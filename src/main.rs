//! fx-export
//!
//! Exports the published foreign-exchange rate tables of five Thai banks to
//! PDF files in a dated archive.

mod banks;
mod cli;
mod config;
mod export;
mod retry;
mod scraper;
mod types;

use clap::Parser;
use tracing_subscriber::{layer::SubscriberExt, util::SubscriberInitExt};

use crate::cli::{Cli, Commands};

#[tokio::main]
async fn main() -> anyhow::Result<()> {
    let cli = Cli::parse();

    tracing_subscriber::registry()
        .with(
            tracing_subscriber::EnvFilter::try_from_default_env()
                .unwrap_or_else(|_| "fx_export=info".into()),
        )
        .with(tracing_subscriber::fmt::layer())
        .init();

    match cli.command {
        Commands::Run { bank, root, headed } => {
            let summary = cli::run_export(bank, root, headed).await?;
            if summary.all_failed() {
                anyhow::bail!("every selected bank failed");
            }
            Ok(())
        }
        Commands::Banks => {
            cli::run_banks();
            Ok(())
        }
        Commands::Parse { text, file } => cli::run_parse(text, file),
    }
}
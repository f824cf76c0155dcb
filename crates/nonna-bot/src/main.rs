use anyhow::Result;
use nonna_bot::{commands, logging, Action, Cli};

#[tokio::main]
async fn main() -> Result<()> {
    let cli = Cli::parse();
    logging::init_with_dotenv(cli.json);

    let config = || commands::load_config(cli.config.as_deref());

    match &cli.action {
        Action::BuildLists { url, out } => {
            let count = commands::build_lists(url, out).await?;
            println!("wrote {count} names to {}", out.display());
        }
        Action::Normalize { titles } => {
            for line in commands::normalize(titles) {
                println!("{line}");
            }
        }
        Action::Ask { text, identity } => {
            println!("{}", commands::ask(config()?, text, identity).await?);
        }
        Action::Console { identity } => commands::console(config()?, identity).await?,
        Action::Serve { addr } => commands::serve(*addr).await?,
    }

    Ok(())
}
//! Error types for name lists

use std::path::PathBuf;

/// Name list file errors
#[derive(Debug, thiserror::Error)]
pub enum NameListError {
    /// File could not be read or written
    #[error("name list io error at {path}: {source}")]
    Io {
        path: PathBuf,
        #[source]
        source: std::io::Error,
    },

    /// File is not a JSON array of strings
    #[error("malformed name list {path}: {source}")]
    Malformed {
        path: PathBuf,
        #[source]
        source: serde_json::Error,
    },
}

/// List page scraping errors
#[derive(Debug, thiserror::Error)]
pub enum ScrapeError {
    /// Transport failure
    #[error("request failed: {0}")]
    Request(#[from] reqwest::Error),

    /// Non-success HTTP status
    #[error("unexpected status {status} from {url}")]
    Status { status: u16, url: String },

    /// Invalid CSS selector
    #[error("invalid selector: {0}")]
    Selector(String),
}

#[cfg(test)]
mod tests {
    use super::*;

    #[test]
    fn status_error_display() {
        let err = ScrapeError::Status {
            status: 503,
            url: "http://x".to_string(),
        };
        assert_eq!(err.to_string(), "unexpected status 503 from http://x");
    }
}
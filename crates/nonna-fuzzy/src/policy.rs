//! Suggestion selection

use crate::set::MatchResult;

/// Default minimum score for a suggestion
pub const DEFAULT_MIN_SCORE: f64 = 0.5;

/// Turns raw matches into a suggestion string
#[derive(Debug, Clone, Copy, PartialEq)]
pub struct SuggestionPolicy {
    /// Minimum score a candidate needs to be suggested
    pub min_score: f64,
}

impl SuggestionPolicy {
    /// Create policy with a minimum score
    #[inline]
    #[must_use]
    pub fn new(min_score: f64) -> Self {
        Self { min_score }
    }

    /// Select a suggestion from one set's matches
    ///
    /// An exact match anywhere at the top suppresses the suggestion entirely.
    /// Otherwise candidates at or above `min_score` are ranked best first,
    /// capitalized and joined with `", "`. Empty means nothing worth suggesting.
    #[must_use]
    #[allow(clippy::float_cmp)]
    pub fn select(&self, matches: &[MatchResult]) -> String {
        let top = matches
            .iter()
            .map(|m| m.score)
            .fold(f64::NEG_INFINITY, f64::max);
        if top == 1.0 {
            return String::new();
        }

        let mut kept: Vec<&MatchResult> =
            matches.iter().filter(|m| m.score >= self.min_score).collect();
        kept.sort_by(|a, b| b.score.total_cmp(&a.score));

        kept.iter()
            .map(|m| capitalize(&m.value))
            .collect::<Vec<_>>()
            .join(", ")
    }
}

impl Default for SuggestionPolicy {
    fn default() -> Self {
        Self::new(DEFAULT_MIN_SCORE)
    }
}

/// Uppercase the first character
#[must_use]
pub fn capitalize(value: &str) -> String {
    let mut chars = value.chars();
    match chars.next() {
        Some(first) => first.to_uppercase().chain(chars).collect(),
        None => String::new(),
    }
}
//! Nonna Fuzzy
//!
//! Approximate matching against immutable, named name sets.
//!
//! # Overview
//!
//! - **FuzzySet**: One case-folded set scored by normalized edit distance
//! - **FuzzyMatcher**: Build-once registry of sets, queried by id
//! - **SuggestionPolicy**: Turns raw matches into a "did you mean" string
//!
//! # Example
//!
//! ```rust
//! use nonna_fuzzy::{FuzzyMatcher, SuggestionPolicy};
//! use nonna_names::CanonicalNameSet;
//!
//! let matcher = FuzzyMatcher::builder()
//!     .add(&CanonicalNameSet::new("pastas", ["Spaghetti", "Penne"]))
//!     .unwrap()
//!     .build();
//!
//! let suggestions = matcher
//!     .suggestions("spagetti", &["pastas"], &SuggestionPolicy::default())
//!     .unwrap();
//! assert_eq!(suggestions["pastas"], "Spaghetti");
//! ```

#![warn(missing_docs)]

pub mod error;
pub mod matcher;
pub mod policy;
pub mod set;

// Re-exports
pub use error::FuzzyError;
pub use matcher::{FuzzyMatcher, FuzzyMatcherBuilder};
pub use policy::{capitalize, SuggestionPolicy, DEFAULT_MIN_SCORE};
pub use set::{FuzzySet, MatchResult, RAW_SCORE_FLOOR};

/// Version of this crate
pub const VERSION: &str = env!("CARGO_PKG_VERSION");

→ **What to produce**
Every line of the listing is to be returned exactly as given.

→ **Solution**
filename src/main.rs
//! fx-export
//!
//! Exports the published foreign-exchange rate tables of five Thai banks to
//! PDF files in a dated archive.

mod banks;
mod cli;
mod config;
mod export;
mod retry;
mod scraper;
mod types;

use clap::Parser;
use tracing_subscriber::{layer::SubscriberExt, util::SubscriberInitExt};

use crate::cli::{Cli, Commands};

#[tokio::main]
async fn main() -> anyhow::Result<()> {
    let cli = Cli::parse();

    tracing_subscriber::registry()
        .with(
            tracing_subscriber::EnvFilter::try_from_default_env()
                .unwrap_or_else(|_| "fx_export=info".into()),
        )
        .with(tracing_subscriber::fmt::layer())
        .init();

    match cli.command {
        Commands::Run { bank, root, headed } => {
            let summary = cli::run_export(bank, root, headed).await?;
            if summary.all_failed() {
                anyhow::bail!("every selected bank failed");
            }
            Ok(())
        }
        Commands::Banks => {
            cli::run_banks();
            Ok(())
        }
        Commands::Parse { text, file } => cli::run_parse(text, file),
    }
}
repository f824cf76c0155dcb
filename crates/nonna-bot/src/main.rs
use anyhow::Result;
use nonna_bot::{commands, logging, Action, Cli};

#[tokio::main]
async fn main() -> Result<()> {
    let cli = Cli::parse();
    logging::init_with_dotenv(cli.json);

    let config = || commands::load_config(cli.config.as_deref());

    match &cli.action {
        Action::BuildLists { url, out } => {
            let count = commands::build_lists(url, out).await?;
            println!("wrote {count} names to {}", out.display());
        }
        Action::Normalize { titles } => {
            for line in commands::normalize(titles) {
                println!("{line}");
            }
        }
        Action::Ask { text, identity } => {
            println!("{}", commands::ask(config()?, text, identity).await?);
        }
        Action::Console { identity } => commands::console(config()?, identity).await?,
        Action::Serve { addr } => commands::serve(*addr).await?,
    }

    Ok(())
}
//! Error types for name lists

use std::path::PathBuf;

/// Name list file errors
#[derive(Debug, thiserror::Error)]
pub enum NameListError {
    /// File could not be read or written
    #[error("name list io error at {path}: {source}")]
    Io {
        path: PathBuf,
        #[source]
        source: std::io::Error,
    },

    /// File is not a JSON array of strings
    #[error("malformed name list {path}: {source}")]
    Malformed {
        path: PathBuf,
        #[source]
        source: serde_json::Error,
    },
}

/// List page scraping errors
#[derive(Debug, thiserror::Error)]
pub enum ScrapeError {
    /// Transport failure
    #[error("request failed: {0}")]
    Request(#[from] reqwest::Error),

    /// Non-success HTTP status
    #[error("unexpected status {status} from {url}")]
    Status { status: u16, url: String },

    /// Invalid CSS selector
    #[error("invalid selector: {0}")]
    Selector(String),
}

#[cfg(test)]
mod tests {
    use super::*;

    #[test]
    fn status_error_display() {
        let err = ScrapeError::Status {
            status: 503,
            url: "http://x".to_string(),
        };
        assert_eq!(err.to_string(), "unexpected status 503 from http://x");
    }
}
filename crates/nonna-fuzzy/src/policy.rs
//! Suggestion selection

use crate::set::MatchResult;

/// Default minimum score for a suggestion
pub const DEFAULT_MIN_SCORE: f64 = 0.5;

/// Turns raw matches into a suggestion string
#[derive(Debug, Clone, Copy, PartialEq)]
pub struct SuggestionPolicy {
    /// Minimum score a candidate needs to be suggested
    pub min_score: f64,
}

impl SuggestionPolicy {
    /// Create policy with a minimum score
    #[inline]
    #[must_use]
    pub fn new(min_score: f64) -> Self {
        Self { min_score }
    }

    /// Select a suggestion from one set's matches
    ///
    /// An exact match anywhere at the top suppresses the suggestion entirely.
    /// Otherwise candidates at or above `min_score` are ranked best first,
    /// capitalized and joined with `", "`. Empty means nothing worth suggesting.
    #[must_use]
    #[allow(clippy::float_cmp)]
    pub fn select(&self, matches: &[MatchResult]) -> String {
        let top = matches
            .iter()
            .map(|m| m.score)
            .fold(f64::NEG_INFINITY, f64::max);
        if top == 1.0 {
            return String::new();
        }

        let mut kept: Vec<&MatchResult> =
            matches.iter().filter(|m| m.score >= self.min_score).collect();
        kept.sort_by(|a, b| b.score.total_cmp(&a.score));

        kept.iter()
            .map(|m| capitalize(&m.value))
            .collect::<Vec<_>>()
            .join(", ")
    }
}

impl Default for SuggestionPolicy {
    fn default() -> Self {
        Self::new(DEFAULT_MIN_SCORE)
    }
}

/// Uppercase the first character
#[must_use]
pub fn capitalize(value: &str) -> String {
    let mut chars = value.chars();
    match chars.next() {
        Some(first) => first.to_uppercase().chain(chars).collect(),
        None => String::new(),
    }
}
//! Nonna Fuzzy
//!
//! Approximate matching against immutable, named name sets.
//!
//! # Overview
//!
//! - **FuzzySet**: One case-folded set scored by normalized edit distance
//! - **FuzzyMatcher**: Build-once registry of sets, queried by id
//! - **SuggestionPolicy**: Turns raw matches into a "did you mean" string
//!
//! # Example
//!
//! ```rust
//! use nonna_fuzzy::{FuzzyMatcher, SuggestionPolicy};
//! use nonna_names::CanonicalNameSet;
//!
//! let matcher = FuzzyMatcher::builder()
//!     .add(&CanonicalNameSet::new("pastas", ["Spaghetti", "Penne"]))
//!     .unwrap()
//!     .build();
//!
//! let suggestions = matcher
//!     .suggestions("spagetti", &["pastas"], &SuggestionPolicy::default())
//!     .unwrap();
//! assert_eq!(suggestions["pastas"], "Spaghetti");
//! ```

#![warn(missing_docs)]

pub mod error;
pub mod matcher;
pub mod policy;
pub mod set;

// Re-exports
pub use error::FuzzyError;
pub use matcher::{FuzzyMatcher, FuzzyMatcherBuilder};
pub use policy::{capitalize, SuggestionPolicy, DEFAULT_MIN_SCORE};
pub use set::{FuzzySet, MatchResult, RAW_SCORE_FLOOR};

/// Version of this crate
pub const VERSION: &str = env!("CARGO_PKG_VERSION");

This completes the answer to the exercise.